Copy out each line below in which the string "frames" appears.
Start of Block
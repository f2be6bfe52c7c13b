//! Test doubles shared by the unit tests

use crate::error::RelayError;
use crate::outbound::Outbound;
use crate::source::QuoteSource;
use async_trait::async_trait;
use std::collections::VecDeque;
use std::sync::atomic::{AtomicBool, AtomicUsize, Ordering};
use std::sync::Mutex;

/// Records every frame; can be switched into a failing mode.
#[derive(Default)]
pub struct RecordingOutbound {
    sent: Mutex<Vec<String>>,
    closed: AtomicBool,
    failing: AtomicBool,
}

impl RecordingOutbound {
    pub fn new() -> Self {
        Self::default()
    }

    pub fn failing() -> Self {
        let outbound = Self::default();
        outbound.failing.store(true, Ordering::SeqCst);
        outbound
    }

    pub fn sent(&self) -> Vec<String> {
        self.sent.lock().unwrap().clone()
    }

    pub fn is_closed(&self) -> bool {
        self.closed.load(Ordering::SeqCst)
    }
}

#[async_trait]
impl Outbound for RecordingOutbound {
    async fn send_text(&self, text: String) -> Result<(), RelayError> {
        if self.failing.load(Ordering::SeqCst) {
            return Err(RelayError::Delivery("connection reset".to_string()));
        }
        self.sent.lock().unwrap().push(text);
        Ok(())
    }

    async fn close(&self) -> Result<(), RelayError> {
        self.closed.store(true, Ordering::SeqCst);
        Ok(())
    }
}

/// Replays scripted responses, then keeps returning the last one.
pub struct ScriptedSource {
    responses: Mutex<VecDeque<Result<String, String>>>,
    last: Mutex<Option<Result<String, String>>>,
    calls: AtomicUsize,
}

impl ScriptedSource {
    pub fn new(responses: Vec<Result<String, String>>) -> Self {
        Self {
            responses: Mutex::new(responses.into()),
            last: Mutex::new(None),
            calls: AtomicUsize::new(0),
        }
    }

    pub fn calls(&self) -> usize {
        self.calls.load(Ordering::SeqCst)
    }
}

#[async_trait]
impl QuoteSource for ScriptedSource {
    async fn fetch(&self) -> Result<String, RelayError> {
        self.calls.fetch_add(1, Ordering::SeqCst);
        let next = self.responses.lock().unwrap().pop_front();
        let response = match next {
            Some(response) => {
                *self.last.lock().unwrap() = Some(response.clone());
                response
            }
            None => self
                .last
                .lock()
                .unwrap()
                .clone()
                .unwrap_or_else(|| Err("no scripted response".to_string())),
        };
        response.map_err(RelayError::Transport)
    }
}

/// Upstream body with the legacy decoration.
pub fn rates_body(records: &[(&str, &str, &str)]) -> String {
    let rates: Vec<String> = records
        .iter()
        .map(|(symbol, bid, ask)| {
            format!(r#"{{"Symbol":"{}","Bid":{},"Ask":{}}}"#, symbol, bid, ask)
        })
        .collect();
    format!(r#"null({{"Rates":[{}]}});"#, rates.join(","))
}
//! Per-connection protocol handler
//!
//! Lifecycle: `Connected` (registered with an empty subscription) → command
//! loop → `Closed` (unregistered). The handler is transport-agnostic: it
//! consumes a stream of `Inbound` frames and writes through an `Outbound`.

use crate::error::CommandError;
use crate::outbound::Outbound;
use crate::protocol::{parse_command, Command, PricePoint, ServerMessage};
use crate::registry::ConnectionId;
use crate::state::AppState;
use futures::{Stream, StreamExt};
use std::sync::Arc;
use tracing::{debug, error, info, warn};
use types::ids::InstrumentId;

/// Inbound frame, reduced to what the protocol cares about.
#[derive(Debug, Clone, PartialEq, Eq)]
pub enum Inbound {
    Text(String),
    Close,
    /// Transport-level failure
    Error(String),
    /// Binary, ping and pong frames
    Ignored,
}

#[derive(Debug, Clone, Copy, PartialEq, Eq)]
pub enum SessionState {
    Connected,
    Closed,
}

pub struct ProtocolHandler {
    state: AppState,
    connection: ConnectionId,
    outbound: Arc<dyn Outbound>,
    session: SessionState,
}

impl ProtocolHandler {
    /// Register the connection with no subscription.
    pub fn connect(state: AppState, outbound: Arc<dyn Outbound>) -> Self {
        let connection = state.registry.register(Arc::clone(&outbound));
        info!(connection = %connection, "New client connected");
        Self {
            state,
            connection,
            outbound,
            session: SessionState::Connected,
        }
    }

    pub fn connection(&self) -> ConnectionId {
        self.connection
    }

    pub fn session_state(&self) -> SessionState {
        self.session
    }

    /// Process frames until the client closes, the transport fails, or the
    /// stream ends. Always unregisters on the way out.
    pub async fn run<S>(mut self, mut frames: S)
    where
        S: Stream<Item = Inbound> + Unpin,
    {
        // Registered after close_all drained the registry: nobody else will close it
        if self.state.closing.is_cancelled() {
            info!(connection = %self.connection, "Connection arrived during shutdown");
            if let Err(e) = self.outbound.close().await {
                debug!(connection = %self.connection, error = %e, "Close during shutdown failed");
            }
            self.session = SessionState::Closed;
            self.state.registry.unregister(self.connection);
            return;
        }

        while let Some(frame) = frames.next().await {
            match frame {
                Inbound::Text(text) => self.handle_text(&text).await,
                Inbound::Close => {
                    if let Err(e) = self.outbound.close().await {
                        debug!(connection = %self.connection, error = %e, "Close after client close failed");
                    }
                    break;
                }
                Inbound::Error(e) => {
                    info!(connection = %self.connection, error = %e, "WebSocket connection closed with exception");
                    break;
                }
                Inbound::Ignored => {
                    debug!(connection = %self.connection, "Ignoring non-text frame");
                }
            }
        }

        self.session = SessionState::Closed;
        self.state.registry.unregister(self.connection);
        info!(connection = %self.connection, "WebSocket connection closed");
    }

    /// Interpret one text frame and send the reply, if any.
    pub async fn handle_text(&self, text: &str) {
        debug!(connection = %self.connection, message = %text, "Received message");

        match parse_command(text, &self.state.catalog) {
            Ok(Command::Assets) => {
                self.send_message(&ServerMessage::assets(&self.state.catalog))
                    .await;
            }
            Ok(Command::Subscribe(instrument)) => self.subscribe(instrument).await,
            Err(e) => {
                if e == CommandError::InvalidJson {
                    warn!(connection = %self.connection, message = %text, "Invalid JSON in message");
                }
                self.send_error(e).await;
            }
        }
    }

    /// Replace the subscription, then reply with the recent history.
    async fn subscribe(&self, instrument: InstrumentId) {
        if !self.state.registry.set_subscription(self.connection, instrument) {
            warn!(connection = %self.connection, "Subscribe on unregistered connection");
            return;
        }
        info!(connection = %self.connection, instrument = %instrument, "Subscribed");

        let samples = match self
            .state
            .store
            .recent_samples(instrument, self.state.settings.history_window)
            .await
        {
            Ok(samples) => samples,
            Err(e) => {
                error!(connection = %self.connection, instrument = %instrument, error = %e, "History query failed");
                return;
            }
        };

        let name = self
            .state
            .catalog
            .symbol_of(instrument)
            .map(|s| s.as_str())
            .unwrap_or_default();
        let points = samples
            .iter()
            .map(|sample| PricePoint::from_sample(name, sample, self.state.settings.decimals))
            .collect();
        self.send_message(&ServerMessage::AssetHistory { points })
            .await;
    }

    async fn send_message(&self, message: &ServerMessage) {
        match serde_json::to_string(message) {
            Ok(text) => self.send(text).await,
            Err(e) => error!(connection = %self.connection, error = %e, "Failed to encode reply"),
        }
    }

    /// Errors go out as bare text, not JSON.
    async fn send_error(&self, error: CommandError) {
        self.send(error.to_string()).await;
    }

    async fn send(&self, text: String) {
        if let Err(e) = self.outbound.send_text(text).await {
            warn!(connection = %self.connection, error = %e, "Reply delivery failed");
        }
    }
}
End of Block
ANSWER:
//! consumes a stream of `Inbound` frames and writes through an `Outbound`.
    /// Binary, ping and pong frames
    /// Process frames until the client closes, the transport fails, or the
    pub async fn run<S>(mut self, mut frames: S)
        while let Some(frame) = frames.next().await {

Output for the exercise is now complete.